兎に角、メグとユウも少しは落ち着いてきたので本題に入る。
問題の件……ヴリトラについてだ。
「ヴリトラさん……ですか。魔王さんの番竜を務めていた方ですね」
「あぁ。その龍を倒すことに協力してほしいのだ」
そう俺様が言うと、彼女は少し気まずそうに言った。
「………すみません、確かに私はなんちゃって幹部ですが――――その立場にいることには、条件があるのです」
「条件……とは?」
「魔王軍には協力しませんが………その代わり、魔王軍に与する者に危害は加えないことになっています。ヴリトラさん討伐には――――
「ふむ…………それは、絶対か?」
「はい。
「ならば良い。君がそう言うのだ、それは決定事項なのだろう」
「………すみません。…………しかし今、ヴリトラさんと言いましたよね……あの方は、前に王都の大規模作戦で討伐されたと聞きましたが?」
「俺様もそう聞いている。だが―――かの悪龍が存在しているのは、間違いない」
俺様はウィズに、森で会ったヴリトラのことについて話す。それと一緒に、五日後、ヴリトラがこの街を襲いに来る件についても。
「………外見を聞く限り、それはヴリトラさんで間違いないです。そうですか―――生きてたんですね。五日後――――ですか」
「あぁ。この街を襲う、と言っていた」
「………そうですか。キョウヤさんは……どうするつもりで?」
俺様は宿で話した内容をかいつまんで話す。
「爆裂魔法――――なるほど。確かにあの魔法ならば、ヴリトラさんの魔法障壁は破れるでしょうね」
「そうか」
ウィズが言うからには、その確率は高いだろう。これで一つ目の心配事、『そもそも破れるのか』という問題はクリアというわけだ。
少しだけ安堵する。
「しかし、ですね……。あなたがたの魔力値では、爆裂魔法を放った後は動けないのでは?」
「まぁ、その通りだ」
「正直に申しますと………この街の冒険者で、ヴリトラさんを倒しうるほどの火力はないです。

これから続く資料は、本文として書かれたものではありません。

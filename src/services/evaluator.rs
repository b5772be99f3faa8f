//! Continuous model evaluation.
//!
//! On a fixed interval: load the latest artifact set, recompute the
//! deterministic stratified split over the current feature table, score the
//! held-out rows and publish the result as gauges. Any failure in a cycle is
//! logged and retried on the next tick; the loop itself never dies. A
//! rollback check compares the previous run's recorded accuracy against the
//! freshly measured one and raises a signal gauge when the drop exceeds the
//! configured threshold. Acting on that signal (redeploying an older run) is
//! the deployment layer's job, not ours.

use std::time::Duration;

use prometheus::{Encoder, Gauge, IntGauge, Registry as MetricsRegistry, TextEncoder};

use crate::config::Config;
use crate::error::{AppError, Result};
use crate::registry::ModelRegistry;
use crate::services::features::read_feature_table;
use crate::services::trainer::{accuracy, stratified_split, weighted_f1};
use smartcore::linalg::basic::matrix::DenseMatrix;

#[derive(Debug, Clone)]
pub struct EvalSnapshot {
    pub run_id: String,
    pub accuracy: f64,
    pub f1_weighted: f64,
    pub previous_accuracy: Option<f64>,
    pub rollback_signalled: bool,
}

pub struct EvalGauges {
    registry: MetricsRegistry,
    accuracy: Gauge,
    f1: Gauge,
    rollback: IntGauge,
}

impl EvalGauges {
    pub fn new() -> Result<Self> {
        let registry = MetricsRegistry::new();
        let accuracy = Gauge::new("model_accuracy", "Current model accuracy")?;
        let f1 = Gauge::new("model_f1_score", "Current model F1 score (weighted)")?;
        let rollback = IntGauge::new(
            "model_rollback_signal",
            "1 when accuracy regressed past the rollback threshold",
        )?;
        registry.register(Box::new(accuracy.clone()))?;
        registry.register(Box::new(f1.clone()))?;
        registry.register(Box::new(rollback.clone()))?;
        Ok(Self {
            registry,
            accuracy,
            f1,
            rollback,
        })
    }

    pub fn publish(&self, snapshot: &EvalSnapshot) {
        self.accuracy.set(snapshot.accuracy);
        self.f1.set(snapshot.f1_weighted);
        self.rollback
            .set(if snapshot.rollback_signalled { 1 } else { 0 });
    }

    pub fn render(&self) -> String {
        let encoder = TextEncoder::new();
        let mut buffer = Vec::new();
        if let Err(e) = encoder.encode(&self.registry.gather(), &mut buffer) {
            tracing::error!("failed to encode metrics: {}", e);
            return String::new();
        }
        String::from_utf8_lossy(&buffer).into_owned()
    }
}

/// Whether the measured accuracy regressed far enough from the previous
/// deployment's recorded accuracy to warrant a rollback.
pub fn should_roll_back(previous: f64, current: f64, threshold: f64) -> bool {
    previous - current > threshold
}

pub struct ContinuousEvaluator {
    config: Config,
    model_registry: ModelRegistry,
}

impl ContinuousEvaluator {
    pub fn new(config: Config) -> Self {
        let model_registry = ModelRegistry::new(&config.registry_dir);
        Self {
            config,
            model_registry,
        }
    }

    /// One evaluation cycle. Errors bubble up to the loop, which logs and
    /// waits for the next tick.
    pub fn evaluate_once(&self) -> Result<EvalSnapshot> {
        let artifacts = self.model_registry.load_latest()?;
        let rows = read_feature_table(&self.config.features_path)?;
        if rows.is_empty() {
            return Err(AppError::TrainingDataEmpty);
        }

        // Encode with the persisted mapping; rows whose label the model has
        // never seen cannot be scored and are skipped.
        let mut x_rows = Vec::new();
        let mut y = Vec::new();
        let mut unknown = 0usize;
        for row in &rows {
            match artifacts.encoder.transform(&row.full_time_result) {
                Some(class) => {
                    x_rows.push(row.feature_vector());
                    y.push(class);
                }
                None => unknown += 1,
            }
        }
        if unknown > 0 {
            tracing::warn!(
                "{} rows carry labels unknown to run {}, excluded from evaluation",
                unknown,
                artifacts.run_id()
            );
        }

        let (_, test_idx) = stratified_split(&y, self.config.test_ratio, self.config.split_seed);
        if test_idx.is_empty() {
            return Err(AppError::TrainingDataEmpty);
        }
        let test_rows: Vec<Vec<f64>> = test_idx.iter().map(|&i| x_rows[i].clone()).collect();
        let y_test: Vec<usize> = test_idx.iter().map(|&i| y[i]).collect();
        let x_test =
            DenseMatrix::from_2d_vec(&test_rows).map_err(|e| AppError::Model(e.to_string()))?;
        let pred = artifacts.outcome.predict(&x_test)?;

        let current_accuracy = accuracy(&y_test, &pred);
        let f1 = weighted_f1(&y_test, &pred, artifacts.encoder.len());

        let previous_accuracy = match self.model_registry.previous_run_id()? {
            Some(run_id) => Some(self.model_registry.load_metrics(&run_id)?.accuracy),
            None => None,
        };
        let rollback_signalled = previous_accuracy.map_or(false, |previous| {
            should_roll_back(previous, current_accuracy, self.config.rollback_threshold)
        });

        Ok(EvalSnapshot {
            run_id: artifacts.run_id().to_string(),
            accuracy: current_accuracy,
            f1_weighted: f1,
            previous_accuracy,
            rollback_signalled,
        })
    }

    /// The evaluation loop. Runs until the process exits; per-cycle failures
    /// are logged and retried on the next interval.
    pub async fn run(&self, gauges: &EvalGauges) {
        let mut interval = tokio::time::interval(Duration::from_secs(self.config.eval_interval_secs));
        loop {
            interval.tick().await;
            match self.evaluate_once() {
                Ok(snapshot) => {
                    gauges.publish(&snapshot);
                    tracing::info!(
                        "Evaluated run {}: accuracy {:.3}, weighted F1 {:.3}",
                        snapshot.run_id,
                        snapshot.accuracy,
                        snapshot.f1_weighted
                    );
                    if snapshot.rollback_signalled {
                        tracing::warn!(
                            "Accuracy drop detected ({:.3} -> {:.3}), rollback recommended",
                            snapshot.previous_accuracy.unwrap_or(f64::NAN),
                            snapshot.accuracy
                        );
                    }
                }
                Err(e) => {
                    tracing::error!("Evaluation cycle failed, retrying next interval: {}", e);
                }
            }
        }
    }
}

/// Recorded-metrics rollback check for the CLI: compares the two most recent
/// runs without rescoring anything.
pub fn rollback_check(registry: &ModelRegistry, threshold: f64) -> Result<Option<bool>> {
    let runs = registry.list_runs()?;
    match (runs.first(), runs.get(1)) {
        (Some(current), Some(previous)) => Ok(Some(should_roll_back(
            previous.accuracy,
            current.accuracy,
            threshold,
        ))),
        _ => Ok(None),
    }
}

あなたがたなしでは………おそらく」
「やはり、君もそう思うか――――」
本来ならそれをどうにかしてもらおうと、ここに来たのだが―――――やはり魔王軍の者に力を借りることは難しいか。
一応、第二プランも無いことはないが―――――ウィズに力を借りるよりも、確実さは薄れる。
「…………一応」
「ん?」
「私は中立な立場でありますが―――私が中立でいる相手は、
だから。
ウィズは続けた。
「仮にヴリトラさんが、この街に攻め込んで人を殺したなら――――私は、ヴリトラさんと戦うでしょう」
「ふむ――――しかしだ、リッチー。それは裏返して言えば、奴が無関係の人間を殺さぬ限り――――お前は敵対行為を取らないという事だろう」
「はい」
仮に。
俺様たちが及ばず、ヴリトラを倒すことが出来なくとも――――この街は、彼女が守ってくれるらしい。俺様たちの作戦で、彼女の力は借りられないが―――――少しは、安心できる。
「助かった、リッチー。また何か買いに来る」
「はい。というか、またリッチーって……。ウィズって呼んでくださいってば!」
「まぁ気が向いたらな。あぁ、そうだ―――もう一つ」
「はい?」
「前に、超高品質のマナタイトを間違えて入荷した、と言っていたな?」
「えぇ……まぁ。そのマナタイトがどうかしましたか?」
「俺様が買ってやる――――あるだけ出せ」
俺様はウィズから商品を受け取ってから、メグやユウとともにウィズ魔道具店を出た。
作戦は五日後―――――勝てるのだろうか。そもそもの話、明日の会議は上手く行くのか。
どれもこれも不確定で、不安なことこの上ないのだが――――まぁ、やるしかあるまい。